Before entering provincial politics, Weadick was active in municipal government. He served as a city councillor in Lethbridge for nine years, starting in 1991. He was instrumental behind the "pay as you go" budget-balancing strategy. During this time, Weadick participated in Provincial Task Forces on police funding and air transportation.

In 1997, Weadick ran unsuccessfully for the former federal Progressive Conservative Party of Canada in the Lethbridge electoral district.

==Personal life==

Weadick lives in Lethbridge with his wife, Joanne. Their two children, Josh and Lauren, attend the University of Lethbridge.

Weadick is one of the founders of the Lethbridge Rotary Dragon Boat Festival, founding president of the Lethbridge Youth Foundation and 5th on 5th Youth Services.
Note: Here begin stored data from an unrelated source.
//! The producer → StateManager event bus: a single typed `broadcast` channel
//! of a closed `ProducerEvent` enum, replacing the event-emitter-per-service
//! chains of the design this was distilled from.

use serde_json::Value;

#[derive(Debug, Clone)]
pub enum ProducerEvent {
    PositionUpdate { lat: f64, lon: f64, source: String, timestamp_ms: i64 },
    WeatherUpdate { report: Value },
    WeatherError { message: String },
    TideUpdate { report: Value },
    TideError { message: String },
    DeviceDiscovered { device_id: String, name: String, manufacturer_id: u16 },
    DeviceUpdated { device_id: String, fields: Value },
    DeviceData { device_id: String, measurement: Value },
    ScanStart,
    ScanStop,
    ModbusData { register: String, value: Value },
    ModbusError { register: String, message: String },
    PlaybackPatch { ops: Vec<relay_types::PatchOp> },
    Error { producer: String, message: String },
}

pub type EventSender = tokio::sync::broadcast::Sender<ProducerEvent>;
pub type EventReceiver = tokio::sync::broadcast::Receiver<ProducerEvent>;

pub fn new_bus() -> EventSender {
    let (tx, _rx) = tokio::sync::broadcast::channel(256);
    tx
}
He spent several years as director of the Lethbridge and District Chamber of Commerce and is a Rotarian.

==Election results==

v; t; e; 2008 Alberta general election: Lethbridge-West
| Party | Candidate | Votes | % | ±% |
|  | Progressive Conservative | Greg Weadick | 5,002 | 43.69 | +3.84 |
|  | Liberal | Bal Boora | 4,022 | 35.13 | +2.34 |
|  | New Democratic | James Moore | 1,179 | 10.30 | -1.96 |
|  | Wildrose | Matt Fox | 855 | 7.47 | -0.78 |
|  | Greens | Brennan Tilley | 392 | 3.42 | -0.05 |
| Total votes |  |  | 11,450 | 99.59 |
| Rejected, spoiled and declined |  |  | 47 | 0.41 | -0.17 |
| Turnout |  |  | 11,497 | 33.88 | -11.62 |
| Eligible voters |  |  | 33,94 |
|  | Progressive Conservative hold |  | Swing |  | +0.75 |
Source(s) "65 - LETHBRIDGE-WEST". Elections Alberta.

v; t; e; 2012 Alberta general election: Lethbridge-West
| Party | Candidate | Votes | % | ±% |
|  | Progressive Conservative | Greg Weadick | 5,810 | 36.66 | -7.03 |
|  | New Democratic | Shannon Phillips | 4,746 | 29.95 | +19.65 |
|  | Wildrose | Kevin Kinahan | 4,235 | 26.72 | +19.25 |
|  | Liberal | Bal Boora | 881 | 5.56 | -29.57 |
|  | Alberta Party | David Walters | 177 | 1.12 | – |
| Total valid votes |  |  | 15,849 | 98.97 |
| Rejected, spoiled, and declined |  |  | 165 | 1.03 | +0.62 |
| Turnout |  |  | 16,014 | 54.72 | +20.84 |
| Eligible voters |  |  | 29,267 |
|  | Progressive Conservative hold |  | Swing |  | -13.34 |
Source(s) Elections Alberta. "Electoral Division Results - Lethbridge-West".

v; t; e; 2015 Alberta general election: Lethbridge-West
| Party | Candidate | Votes | % | ±% |
|  | New Democratic | Shannon Phillips | 11,114 | 59.34 | +29.40 |
|  | Progressive Conservative | Greg Weadick | 3,938 | 20.97 | -15.69 |
|  | Wildrose | Ron Bain | 3,063 | 16.31 | -10.41 |
|  | Liberal | Sheila Pyne | 634 | 3.38 | -2.18 |
| Total valid votes |  |  | 18,779 | 99.05 |
| Rejected, spoiled, and declined |  |  | 181 | 0.95 | -0.08 |
| Registered electors / turnout |  |  | 34,146 | 55.53 | +0.81 |
|  | New Democratic gain from Progressive Conservative |  | Swing |  | +22.54 |
Source(s) Elections Alberta. "Electoral Division Results - Lethbridge-West".